What the task asks: What is needed here is an exact transcription of the entries that follow.

····················

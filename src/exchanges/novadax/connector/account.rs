use crate::core::errors::{ExchangeError, ResultExt};
use crate::core::kernel::RestClient;
use crate::core::pagination::{filter_by_since_limit, paginate, PageRequest, PaginationMode, DEFAULT_MAX_PAGES};
use crate::core::precision::format_decimal;
use crate::core::traits::AccountInfo;
use crate::core::types::{
    Balances, FetchParams, Params, Transaction, TransactionType, Transfer, TransferRequest, WithdrawRequest,
};
use crate::exchanges::novadax::conversions::{convert_novadax_balance, convert_novadax_transaction};
use crate::exchanges::novadax::requests::{transactions_request, transfer_request, withdraw_request};
use crate::exchanges::novadax::rest::NovadaxRest;
use async_trait::async_trait;
use reqwest::Method;
use serde_json::Value;
use tracing::{info, instrument};

/// Id-like payloads come back either as the bare `data` string or as an
/// object holding an `id`.
fn returned_id(data: &Value) -> Option<String> {
    match data {
        Value::String(id) => Some(id.clone()),
        Value::Number(id) => Some(id.to_string()),
        other => crate::core::safe::string(other, "id"),
    }
}

/// NovaDAX balances, wallet history and sub-account transfers.
pub struct Account<R: RestClient> {
    rest: NovadaxRest<R>,
}

impl<R: RestClient + Clone> Account<R> {
    pub fn new(rest: &NovadaxRest<R>) -> Self {
        Self { rest: rest.clone() }
    }
}

impl<R: RestClient> Account<R> {
    async fn fetch_transactions_page(
        &self,
        kind: &str,
        currency_id: Option<&str>,
        page: PageRequest,
        extra: &Params,
    ) -> Result<Vec<Transaction>, ExchangeError> {
        let mut request = transactions_request(kind, currency_id, page.limit, page.cursor.as_deref());
        request.extend(extra.clone());
        let data = self
            .rest
            .private(Method::GET, "wallet/query/deposit-withdraw", request)
            .await?;
        Ok(data
            .as_array()
            .map(Vec::as_slice)
            .unwrap_or_default()
            .iter()
            .map(|raw| convert_novadax_transaction(self.rest.markets(), raw))
            .collect())
    }

    /// `kind` is `coin_in` or `coin_out`. Later pages start after the id of
    /// the last entry.
    async fn fetch_transactions(
        &self,
        kind: &str,
        code: Option<&str>,
        params: &FetchParams,
    ) -> Result<Vec<Transaction>, ExchangeError> {
        self.rest.ensure_markets().await?;
        let currency_id = code.map(|c| self.rest.markets().currency_id(c));
        let currency_id = currency_id.as_deref();
        let extra = &params.extra;

        if !params.paginate {
            let page = PageRequest {
                limit: params.limit,
                ..PageRequest::default()
            };
            let transactions = self.fetch_transactions_page(kind, currency_id, page, extra).await?;
            return Ok(filter_by_since_limit(transactions, params));
        }

        let mode = PaginationMode::Cursor {
            field: "id".to_string(),
        };
        paginate(&mode, params, DEFAULT_MAX_PAGES, move |page: PageRequest| {
            self.fetch_transactions_page(kind, currency_id, page, extra)
        })
        .await
    }

    /// Sub accounts of the master account, as returned by `account/subs`.
    #[instrument(skip(self), fields(exchange = "novadax"))]
    pub async fn fetch_accounts(&self) -> Result<Vec<Value>, ExchangeError> {
        let data = self
            .rest
            .private(Method::GET, "account/subs", Params::new())
            .await
            .with_exchange_context("novadax", "fetch_accounts")?;
        Ok(data.as_array().cloned().unwrap_or_default())
    }
}

#[async_trait]
impl<R: RestClient> AccountInfo for Account<R> {
    #[instrument(skip(self), fields(exchange = "novadax"))]
    async fn fetch_balance(&self) -> Result<Balances, ExchangeError> {
        self.rest.ensure_markets().await?;
        let data = self
            .rest
            .private(Method::GET, "account/getBalance", Params::new())
            .await
            .with_exchange_context("novadax", "fetch_balance")?;
        Ok(convert_novadax_balance(self.rest.markets(), &data))
    }

    #[instrument(skip(self, params), fields(exchange = "novadax"))]
    async fn fetch_deposits(&self, code: Option<&str>, params: FetchParams) -> Result<Vec<Transaction>, ExchangeError> {
        self.fetch_transactions("coin_in", code, &params)
            .await
            .with_exchange_context("novadax", "fetch_deposits")
    }

    #[instrument(skip(self, params), fields(exchange = "novadax"))]
    async fn fetch_withdrawals(
        &self,
        code: Option<&str>,
        params: FetchParams,
    ) -> Result<Vec<Transaction>, ExchangeError> {
        self.fetch_transactions("coin_out", code, &params)
            .await
            .with_exchange_context("novadax", "fetch_withdrawals")
    }

    #[instrument(skip(self, request), fields(exchange = "novadax", code = %request.code))]
    async fn withdraw(&self, request: WithdrawRequest) -> Result<Transaction, ExchangeError> {
        self.rest.ensure_markets().await?;
        let currency_id = self.rest.markets().currency_id(&request.code);
        let body = withdraw_request(&currency_id, &request);
        let data = self
            .rest
            .private(Method::POST, "wallet/withdraw/coin", body)
            .await
            .with_exchange_context("novadax", "withdraw")?;

        let transaction = Transaction {
            id: returned_id(&data),
            transaction_type: Some(TransactionType::Withdrawal),
            currency: Some(request.code.clone()),
            network: request.network.clone(),
            amount: Some(request.amount),
            address: Some(request.address.clone()),
            address_to: Some(request.address.clone()),
            tag: request.tag.clone(),
            tag_to: request.tag.clone(),
            info: data,
            ..Transaction::default()
        };
        info!(
            withdraw_id = ?transaction.id,
            amount = %format_decimal(request.amount),
            "Submitted novadax withdrawal"
        );
        Ok(transaction)
    }

    /// Moves funds between the master account (`main`) and a sub account
    /// named by its id.
    #[instrument(skip(self, request), fields(exchange = "novadax", code = %request.code))]
    async fn transfer(&self, request: TransferRequest) -> Result<Transfer, ExchangeError> {
        self.rest.ensure_markets().await?;
        let currency_id = self.rest.markets().currency_id(&request.code);
        let body = transfer_request(&currency_id, &request)?;
        let data = self
            .rest
            .private(Method::POST, "account/subs/transfer", body)
            .await
            .with_exchange_context("novadax", "transfer")?;

        let id = returned_id(&data);
        info!(transfer_id = ?id, from = %request.from_account, to = %request.to_account, "Transferred novadax funds");
        Ok(Transfer {
            id,
            currency: Some(request.code.clone()),
            amount: Some(request.amount),
            from_account: Some(request.from_account.clone()),
            to_account: Some(request.to_account.clone()),
            info: data,
            ..Transfer::default()
        })
    }
}

#[cfg(test)]
mod tests {
    use super::*;
    use serde_json::json;

    #[test]
    fn ids_from_bare_or_object_data() {
        assert_eq!(returned_id(&json!("123")).as_deref(), Some("123"));
        assert_eq!(returned_id(&json!(456)).as_deref(), Some("456"));
        assert_eq!(returned_id(&json!({"id": "789"})).as_deref(), Some("789"));
        assert_eq!(returned_id(&Value::Null), None);
    }
}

····················

Task answer:
filename src/exchanges/novadax/connector/account.rs
use crate::core::errors::{ExchangeError, ResultExt};
use crate::core::kernel::RestClient;
use crate::core::pagination::{filter_by_since_limit, paginate, PageRequest, PaginationMode, DEFAULT_MAX_PAGES};
use crate::core::precision::format_decimal;
use crate::core::traits::AccountInfo;
use crate::core::types::{
    Balances, FetchParams, Params, Transaction, TransactionType, Transfer, TransferRequest, WithdrawRequest,
};
use crate::exchanges::novadax::conversions::{convert_novadax_balance, convert_novadax_transaction};
use crate::exchanges::novadax::requests::{transactions_request, transfer_request, withdraw_request};
use crate::exchanges::novadax::rest::NovadaxRest;
use async_trait::async_trait;
use reqwest::Method;
use serde_json::Value;
use tracing::{info, instrument};

/// Id-like payloads come back either as the bare `data` string or as an
/// object holding an `id`.
fn returned_id(data: &Value) -> Option<String> {
    match data {
        Value::String(id) => Some(id.clone()),
        Value::Number(id) => Some(id.to_string()),
        other => crate::core::safe::string(other, "id"),
    }
}

/// NovaDAX balances, wallet history and sub-account transfers.
pub struct Account<R: RestClient> {
    rest: NovadaxRest<R>,
}

impl<R: RestClient + Clone> Account<R> {
    pub fn new(rest: &NovadaxRest<R>) -> Self {
        Self { rest: rest.clone() }
    }
}

impl<R: RestClient> Account<R> {
    async fn fetch_transactions_page(
        &self,
        kind: &str,
        currency_id: Option<&str>,
        page: PageRequest,
        extra: &Params,
    ) -> Result<Vec<Transaction>, ExchangeError> {
        let mut request = transactions_request(kind, currency_id, page.limit, page.cursor.as_deref());
        request.extend(extra.clone());
        let data = self
            .rest
            .private(Method::GET, "wallet/query/deposit-withdraw", request)
            .await?;
        Ok(data
            .as_array()
            .map(Vec::as_slice)
            .unwrap_or_default()
            .iter()
            .map(|raw| convert_novadax_transaction(self.rest.markets(), raw))
            .collect())
    }

    /// `kind` is `coin_in` or `coin_out`. Later pages start after the id of
    /// the last entry.
    async fn fetch_transactions(
        &self,
        kind: &str,
        code: Option<&str>,
        params: &FetchParams,
    ) -> Result<Vec<Transaction>, ExchangeError> {
        self.rest.ensure_markets().await?;
        let currency_id = code.map(|c| self.rest.markets().currency_id(c));
        let currency_id = currency_id.as_deref();
        let extra = &params.extra;

        if !params.paginate {
            let page = PageRequest {
                limit: params.limit,
                ..PageRequest::default()
            };
            let transactions = self.fetch_transactions_page(kind, currency_id, page, extra).await?;
            return Ok(filter_by_since_limit(transactions, params));
        }

        let mode = PaginationMode::Cursor {
            field: "id".to_string(),
        };
        paginate(&mode, params, DEFAULT_MAX_PAGES, move |page: PageRequest| {
            self.fetch_transactions_page(kind, currency_id, page, extra)
        })
        .await
    }

    /// Sub accounts of the master account, as returned by `account/subs`.
    #[instrument(skip(self), fields(exchange = "novadax"))]
    pub async fn fetch_accounts(&self) -> Result<Vec<Value>, ExchangeError> {
        let data = self
            .rest
            .private(Method::GET, "account/subs", Params::new())
            .await
            .with_exchange_context("novadax", "fetch_accounts")?;
        Ok(data.as_array().cloned().unwrap_or_default())
    }
}

#[async_trait]
impl<R: RestClient> AccountInfo for Account<R> {
    #[instrument(skip(self), fields(exchange = "novadax"))]
    async fn fetch_balance(&self) -> Result<Balances, ExchangeError> {
        self.rest.ensure_markets().await?;
        let data = self
            .rest
            .private(Method::GET, "account/getBalance", Params::new())
            .await
            .with_exchange_context("novadax", "fetch_balance")?;
        Ok(convert_novadax_balance(self.rest.markets(), &data))
    }

    #[instrument(skip(self, params), fields(exchange = "novadax"))]
    async fn fetch_deposits(&self, code: Option<&str>, params: FetchParams) -> Result<Vec<Transaction>, ExchangeError> {
        self.fetch_transactions("coin_in", code, &params)
            .await
            .with_exchange_context("novadax", "fetch_deposits")
    }

    #[instrument(skip(self, params), fields(exchange = "novadax"))]
    async fn fetch_withdrawals(
        &self,
        code: Option<&str>,
        params: FetchParams,
    ) -> Result<Vec<Transaction>, ExchangeError> {
        self.fetch_transactions("coin_out", code, &params)
            .await
            .with_exchange_context("novadax", "fetch_withdrawals")
    }

    #[instrument(skip(self, request), fields(exchange = "novadax", code = %request.code))]
    async fn withdraw(&self, request: WithdrawRequest) -> Result<Transaction, ExchangeError> {
        self.rest.ensure_markets().await?;
        let currency_id = self.rest.markets().currency_id(&request.code);
        let body = withdraw_request(&currency_id, &request);
        let data = self
            .rest
            .private(Method::POST, "wallet/withdraw/coin", body)
            .await
            .with_exchange_context("novadax", "withdraw")?;

        let transaction = Transaction {
            id: returned_id(&data),
            transaction_type: Some(TransactionType::Withdrawal),
            currency: Some(request.code.clone()),
            network: request.network.clone(),
            amount: Some(request.amount),
            address: Some(request.address.clone()),
            address_to: Some(request.address.clone()),
            tag: request.tag.clone(),
            tag_to: request.tag.clone(),
            info: data,
            ..Transaction::default()
        };
        info!(
            withdraw_id = ?transaction.id,
            amount = %format_decimal(request.amount),
            "Submitted novadax withdrawal"
        );
        Ok(transaction)
    }

    /// Moves funds between the master account (`main`) and a sub account
    /// named by its id.
    #[instrument(skip(self, request), fields(exchange = "novadax", code = %request.code))]
    async fn transfer(&self, request: TransferRequest) -> Result<Transfer, ExchangeError> {
        self.rest.ensure_markets().await?;
        let currency_id = self.rest.markets().currency_id(&request.code);
        let body = transfer_request(&currency_id, &request)?;
        let data = self
            .rest
            .private(Method::POST, "account/subs/transfer", body)
            .await
            .with_exchange_context("novadax", "transfer")?;

        let id = returned_id(&data);
        info!(transfer_id = ?id, from = %request.from_account, to = %request.to_account, "Transferred novadax funds");
        Ok(Transfer {
            id,
            currency: Some(request.code.clone()),
            amount: Some(request.amount),
            from_account: Some(request.from_account.clone()),
            to_account: Some(request.to_account.clone()),
            info: data,
            ..Transfer::default()
        })
    }
}

#[cfg(test)]
mod tests {
    use super::*;
    use serde_json::json;

    #[test]
    fn ids_from_bare_or_object_data() {
        assert_eq!(returned_id(&json!("123")).as_deref(), Some("123"));
        assert_eq!(returned_id(&json!(456)).as_deref(), Some("456"));
        assert_eq!(returned_id(&json!({"id": "789"})).as_deref(), Some("789"));
        assert_eq!(returned_id(&Value::Null), None);
    }
}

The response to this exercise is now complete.